- INPUT FOR THIS TASK -
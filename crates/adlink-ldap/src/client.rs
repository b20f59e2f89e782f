//! The pooled Active Directory client.

use async_trait::async_trait;
use futures::future::BoxFuture;
use std::sync::Arc;
use tokio_util::sync::CancellationToken;
use tracing::{info, instrument, warn};

use adlink_core::cache::{CacheManager, WarmStats};
use adlink_core::config::ClientConfig;
use adlink_core::error::DirectoryResult;
use adlink_core::managers::{GroupManager, OuManager, UserManager};
use adlink_core::normalizer::IdentityNormalizer;
use adlink_core::operation::{Entry, Modification, NewEntry, SearchRequest};
use adlink_core::resilience::{RetryExecutor, RetryPolicy};
use adlink_core::traits::Directory;

use crate::auth::Authenticator;
use crate::discovery::{Discovery, Endpoint};
use crate::pool::{ConnectionPool, PoolStats};
use crate::session::{LdapSession, SessionFactory, TlsSettings};

struct ClientInner {
    domain: String,
    base_dn: String,
    pool: ConnectionPool<SessionFactory>,
    retry: RetryExecutor,
    cache: Arc<CacheManager>,
    page_size: u32,
    lookup_concurrency: usize,
}

/// Active Directory client.
///
/// Owns a connection pool, a retry executor and the identifier cache.
/// Cloning is cheap and shares all three; [`scoped`](Self::scoped) clones
/// bind a different cancellation token.
#[derive(Clone)]
pub struct AdClient {
    inner: Arc<ClientInner>,
    cancel: CancellationToken,
}

impl std::fmt::Debug for AdClient {
    fn fmt(&self, f: &mut std::fmt::Formatter<'_>) -> std::fmt::Result {
        f.debug_struct("AdClient")
            .field("domain", &self.inner.domain)
            .field("base_dn", &self.inner.base_dn)
            .field("pool", &self.inner.pool.stats())
            .field("cache", &self.inner.cache)
            .finish()
    }
}

impl AdClient {
    /// Connect using the system DNS configuration for discovery.
    pub async fn connect(config: ClientConfig) -> DirectoryResult<Self> {
        Self::connect_with(config, Discovery::system()?).await
    }

    /// Connect with an explicit discovery backend.
    ///
    /// Validates the configuration, resolves endpoints, and performs one
    /// authenticated round trip so bad credentials surface here. The cache is
    /// warmed afterwards when configured; a failed warm-up is logged only.
    #[instrument(skip(config, discovery), fields(domain = %config.domain, method = config.auth.method()))]
    pub async fn connect_with(config: ClientConfig, discovery: Discovery) -> DirectoryResult<Self> {
        config.validate()?;

        let endpoints = discovery.endpoints(&config).await?;
        let realm = if config.auth.is_kerberos() {
            Some(
                discovery
                    .kerberos_realm(config.auth.realm(), &config.domain)
                    .await,
            )
        } else {
            None
        };

        let client = Self::assemble(&config, endpoints, realm)?;
        client.bind().await?;

        if config.warm_cache {
            if let Err(e) = client.warm_cache().await {
                warn!(error = %e, "Cache warm-up failed; identifiers will be resolved on demand");
            }
        }

        info!(
            base_dn = %client.inner.base_dn,
            endpoints = client.inner.pool.endpoints().len(),
            "Active Directory client ready"
        );
        Ok(client)
    }

    fn assemble(
        config: &ClientConfig,
        endpoints: Vec<Endpoint>,
        realm: Option<String>,
    ) -> DirectoryResult<Self> {
        let authenticator = Arc::new(Authenticator::new(
            config.auth.clone(),
            realm,
            config.pool.connect_timeout(),
        ));
        let factory = SessionFactory::new(
            TlsSettings::from_config(&config.tls)?,
            &config.pool,
            authenticator,
        );

        Ok(Self {
            inner: Arc::new(ClientInner {
                domain: config.domain.clone(),
                base_dn: config.effective_base_dn(),
                pool: ConnectionPool::new(factory, endpoints, config.pool.clone()),
                retry: RetryExecutor::new(RetryPolicy::from(&config.retry)),
                cache: Arc::new(CacheManager::new()),
                page_size: config.page_size,
                lookup_concurrency: config.lookup_concurrency,
            }),
            cancel: CancellationToken::new(),
        })
    }

    /// A handle whose operations abort when `cancel` fires.
    #[must_use]
    pub fn scoped(&self, cancel: CancellationToken) -> Self {
        Self {
            inner: Arc::clone(&self.inner),
            cancel,
        }
    }

    pub fn cancellation_token(&self) -> &CancellationToken {
        &self.cancel
    }

    pub fn cache(&self) -> &Arc<CacheManager> {
        &self.inner.cache
    }

    pub fn pool_stats(&self) -> PoolStats {
        self.inner.pool.stats()
    }

    /// Identifier normalizer over this client.
    pub fn normalizer(&self) -> IdentityNormalizer<AdClient> {
        IdentityNormalizer::new(Arc::new(self.clone()), Arc::clone(&self.inner.cache))
            .with_concurrency(self.inner.lookup_concurrency)
    }

    pub fn groups(&self) -> GroupManager<AdClient> {
        GroupManager::new(Arc::new(self.clone()), Arc::clone(&self.inner.cache))
            .with_lookup_concurrency(self.inner.lookup_concurrency)
    }

    pub fn users(&self) -> UserManager<AdClient> {
        UserManager::new(Arc::new(self.clone()), Arc::clone(&self.inner.cache))
    }

    pub fn ous(&self) -> OuManager<AdClient> {
        OuManager::new(Arc::new(self.clone()), Arc::clone(&self.inner.cache))
    }

    /// Bulk-load user and group identifiers into the cache.
    pub async fn warm_cache(&self) -> DirectoryResult<WarmStats> {
        self.inner
            .cache
            .warm(self, &self.inner.base_dn, self.inner.page_size)
            .await
    }

    /// Close the pool. Later operations fail with `PoolExhausted`.
    pub async fn close(&self) {
        self.inner.pool.close().await;
    }

    /// Run `operation` on a pooled session under the retry policy.
    ///
    /// Connections that failed at the transport level, or were abandoned by
    /// cancellation mid-request, are destroyed instead of returned.
    async fn execute<T, F>(&self, name: &'static str, operation: F) -> DirectoryResult<T>
    where
        T: Send,
        F: for<'s> Fn(&'s mut LdapSession) -> BoxFuture<'s, DirectoryResult<T>> + Send + Sync,
    {
        let inner = &*self.inner;
        let cancel = &self.cancel;
        let operation = &operation;

        inner
            .retry
            .execute(cancel, move || inner.pool.run(name, cancel, operation))
            .await
    }
}

#[async_trait]
impl Directory for AdClient {
    fn base_dn(&self) -> &str {
        &self.inner.base_dn
    }

    async fn search(&self, request: SearchRequest) -> DirectoryResult<Vec<Entry>> {
        self.execute("search", move |session| {
            let request = request.clone();
            Box::pin(async move { session.search(&request).await })
        })
        .await
    }

    async fn add(&self, entry: NewEntry) -> DirectoryResult<()> {
        self.execute("add", move |session| {
            let entry = entry.clone();
            Box::pin(async move { session.add(&entry).await })
        })
        .await
    }

    async fn modify(&self, dn: &str, changes: Vec<Modification>) -> DirectoryResult<()> {
        let dn = dn.to_string();
        self.execute("modify", move |session| {
            let dn = dn.clone();
            let changes = changes.clone();
            Box::pin(async move { session.modify(&dn, &changes).await })
        })
        .await
    }

    async fn modify_dn(
        &self,
        dn: &str,
        new_rdn: &str,
        new_superior: Option<&str>,
    ) -> DirectoryResult<()> {
        let dn = dn.to_string();
        let new_rdn = new_rdn.to_string();
        let new_superior = new_superior.map(str::to_string);
        self.execute("modify_dn", move |session| {
            let (dn, new_rdn, new_superior) = (dn.clone(), new_rdn.clone(), new_superior.clone());
            Box::pin(async move {
                session
                    .modify_dn(&dn, &new_rdn, new_superior.as_deref())
                    .await
            })
        })
        .await
    }

    async fn delete(&self, dn: &str) -> DirectoryResult<()> {
        let dn = dn.to_string();
        self.execute("delete", move |session| {
            let dn = dn.clone();
            Box::pin(async move { session.delete(&dn).await })
        })
        .await
    }

    /// Re-authenticate a pooled session with the configured credentials.
    async fn bind(&self) -> DirectoryResult<()> {
        let authenticator = Arc::clone(self.inner.pool.factory().authenticator());
        self.execute("bind", move |session| {
            let authenticator = Arc::clone(&authenticator);
            Box::pin(async move { authenticator.bind(session).await })
        })
        .await
    }

    async fn who_am_i(&self) -> DirectoryResult<String> {
        self.execute("who_am_i", |session| Box::pin(session.who_am_i()))
            .await
    }
}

- REQUIRED WORK -
The answer must be a single number: the count of lines in the listing that hold the word "when".

- ANSWER BOX -
2